[Collected data]

────────────────

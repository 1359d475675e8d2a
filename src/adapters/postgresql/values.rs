//! Conversion between PostgreSQL rows and driver-independent values

use crate::adapters::database::traits::{SqlParam, SqlRow, SqlValue};
use crate::adapters::postgresql::ewkb;
use crate::domain::errors::DatabaseError;
use crate::domain::geometry::Geometry;
use chrono::{DateTime, NaiveDate, NaiveDateTime, Utc};
use std::error::Error;
use tokio_postgres::types::{FromSql, ToSql, Type};
use tokio_postgres::Row;

type BoxError = Box<dyn Error + Sync + Send>;

/// PostGIS geometry decoded from EWKB
struct PostGisGeometry(Geometry);

impl<'a> FromSql<'a> for PostGisGeometry {
    fn from_sql(_ty: &Type, raw: &'a [u8]) -> Result<Self, BoxError> {
        Ok(PostGisGeometry(ewkb::decode(raw)?))
    }

    fn accepts(ty: &Type) -> bool {
        ty.name() == "geometry"
    }
}

/// NUMERIC decoded to its exact decimal text
struct PgNumeric(String);

impl<'a> FromSql<'a> for PgNumeric {
    fn from_sql(_ty: &Type, raw: &'a [u8]) -> Result<Self, BoxError> {
        decode_numeric(raw).map(PgNumeric).map_err(Into::into)
    }

    fn accepts(ty: &Type) -> bool {
        *ty == Type::NUMERIC
    }
}

const NUMERIC_POS: u16 = 0x0000;
const NUMERIC_NEG: u16 = 0x4000;
const NUMERIC_NAN: u16 = 0xC000;
const NUMERIC_PINF: u16 = 0xD000;
const NUMERIC_NINF: u16 = 0xF000;

/// Decodes the binary NUMERIC wire format into decimal text
///
/// The header is `ndigits`, `weight`, `sign`, `dscale`, followed by base-10000
/// digits. Digit `i` is worth `10000^(weight - i)`; the text carries exactly
/// `dscale` fractional digits.
fn decode_numeric(raw: &[u8]) -> Result<String, DatabaseError> {
    let word = |i: usize| -> Result<u16, DatabaseError> {
        raw.get(i * 2..i * 2 + 2)
            .map(|b| u16::from_be_bytes([b[0], b[1]]))
            .ok_or_else(|| DatabaseError::Decode("NUMERIC value truncated".to_string()))
    };

    let ndigits = word(0)? as usize;
    let weight = word(1)? as i16 as i64;
    let sign = word(2)?;
    let dscale = word(3)? as usize;

    match sign {
        NUMERIC_POS | NUMERIC_NEG => {}
        NUMERIC_NAN => return Ok("NaN".to_string()),
        NUMERIC_PINF => return Ok("Infinity".to_string()),
        NUMERIC_NINF => return Ok("-Infinity".to_string()),
        other => {
            return Err(DatabaseError::Decode(format!(
                "Invalid NUMERIC sign {other:#06x}"
            )))
        }
    }

    let digits = (0..ndigits)
        .map(|i| word(4 + i))
        .collect::<Result<Vec<_>, _>>()?;
    let digit = |i: i64| -> u16 {
        usize::try_from(i)
            .ok()
            .and_then(|i| digits.get(i).copied())
            .unwrap_or(0)
    };

    let mut text = String::new();
    if sign == NUMERIC_NEG {
        text.push('-');
    }

    if weight < 0 {
        text.push('0');
    } else {
        text.push_str(&digit(0).to_string());
        for i in 1..=weight {
            text.push_str(&format!("{:04}", digit(i)));
        }
    }

    if dscale > 0 {
        let mut fraction = String::with_capacity(dscale + 4);
        let mut i = weight + 1;
        while fraction.len() < dscale {
            fraction.push_str(&format!("{:04}", digit(i)));
            i += 1;
        }
        fraction.truncate(dscale);
        text.push('.');
        text.push_str(&fraction);
    }

    Ok(text)
}

fn get<'a, T: FromSql<'a>>(row: &'a Row, idx: usize) -> Result<Option<T>, DatabaseError> {
    row.try_get::<_, Option<T>>(idx)
        .map_err(|e| DatabaseError::Decode(format!("Column {idx}: {e}")))
}

fn decode_column(row: &Row, idx: usize) -> Result<SqlValue, DatabaseError> {
    let ty = row.columns()[idx].type_();

    let value = if *ty == Type::BOOL {
        get::<bool>(row, idx)?.map(SqlValue::Bool)
    } else if *ty == Type::INT2 {
        get::<i16>(row, idx)?.map(|v| SqlValue::Int(v as i64))
    } else if *ty == Type::INT4 {
        get::<i32>(row, idx)?.map(|v| SqlValue::Int(v as i64))
    } else if *ty == Type::INT8 {
        get::<i64>(row, idx)?.map(SqlValue::Int)
    } else if *ty == Type::FLOAT4 {
        get::<f32>(row, idx)?.map(|v| SqlValue::Float(v as f64))
    } else if *ty == Type::FLOAT8 {
        get::<f64>(row, idx)?.map(SqlValue::Float)
    } else if *ty == Type::NUMERIC {
        get::<PgNumeric>(row, idx)?.map(|v| SqlValue::Numeric(v.0))
    } else if [Type::TEXT, Type::VARCHAR, Type::BPCHAR, Type::NAME].contains(ty) {
        get::<String>(row, idx)?.map(SqlValue::Text)
    } else if *ty == Type::DATE {
        get::<NaiveDate>(row, idx)?.map(SqlValue::Date)
    } else if *ty == Type::TIMESTAMP {
        get::<NaiveDateTime>(row, idx)?.map(|v| SqlValue::Timestamp(v.and_utc()))
    } else if *ty == Type::TIMESTAMPTZ {
        get::<DateTime<Utc>>(row, idx)?.map(SqlValue::Timestamp)
    } else if *ty == Type::JSON || *ty == Type::JSONB {
        get::<serde_json::Value>(row, idx)?.map(|v| SqlValue::Text(v.to_string()))
    } else if PostGisGeometry::accepts(ty) {
        get::<PostGisGeometry>(row, idx)?.map(|g| SqlValue::Geometry(g.0))
    } else {
        tracing::debug!(column = idx, pg_type = %ty.name(), "Unsupported column type, returning NULL");
        None
    };

    Ok(value.unwrap_or(SqlValue::Null))
}

/// Converts a driver row into a `SqlRow`
pub fn decode_row(row: &Row) -> Result<SqlRow, DatabaseError> {
    (0..row.len())
        .map(|idx| decode_column(row, idx))
        .collect::<Result<Vec<_>, _>>()
        .map(SqlRow::new)
}

/// Converts a parameter to the type the server inferred for it
pub fn encode_param(
    param: &SqlParam,
    ty: &Type,
) -> Result<Box<dyn ToSql + Sync + Send>, DatabaseError> {
    let mismatch = || {
        DatabaseError::Query(format!(
            "Parameter {param:?} does not fit server type {}",
            ty.name()
        ))
    };

    let encoded: Box<dyn ToSql + Sync + Send> = match param {
        SqlParam::Int(v) if *ty == Type::INT2 => {
            Box::new(i16::try_from(*v).map_err(|_| mismatch())?)
        }
        SqlParam::Int(v) if *ty == Type::INT4 => {
            Box::new(i32::try_from(*v).map_err(|_| mismatch())?)
        }
        SqlParam::Int(v) if *ty == Type::INT8 => Box::new(*v),
        SqlParam::Int(v) if *ty == Type::FLOAT8 => Box::new(*v as f64),
        SqlParam::Float(v) if *ty == Type::FLOAT8 => Box::new(*v),
        SqlParam::Float(v) if *ty == Type::FLOAT4 => Box::new(*v as f32),
        SqlParam::Text(v) if [Type::TEXT, Type::VARCHAR, Type::BPCHAR].contains(ty) => {
            Box::new(v.clone())
        }
        SqlParam::IntArray(v) if *ty == Type::INT4_ARRAY => Box::new(v.clone()),
        SqlParam::IntArray(v) if *ty == Type::INT8_ARRAY => {
            Box::new(v.iter().map(|i| *i as i64).collect::<Vec<i64>>())
        }
        _ => return Err(mismatch()),
    };

    Ok(encoded)
}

────────────────

Go through the records line by line, and copy each line that holds the string "server".

[Response to the exercise]
/// Converts a parameter to the type the server inferred for it
            "Parameter {param:?} does not fit server type {}",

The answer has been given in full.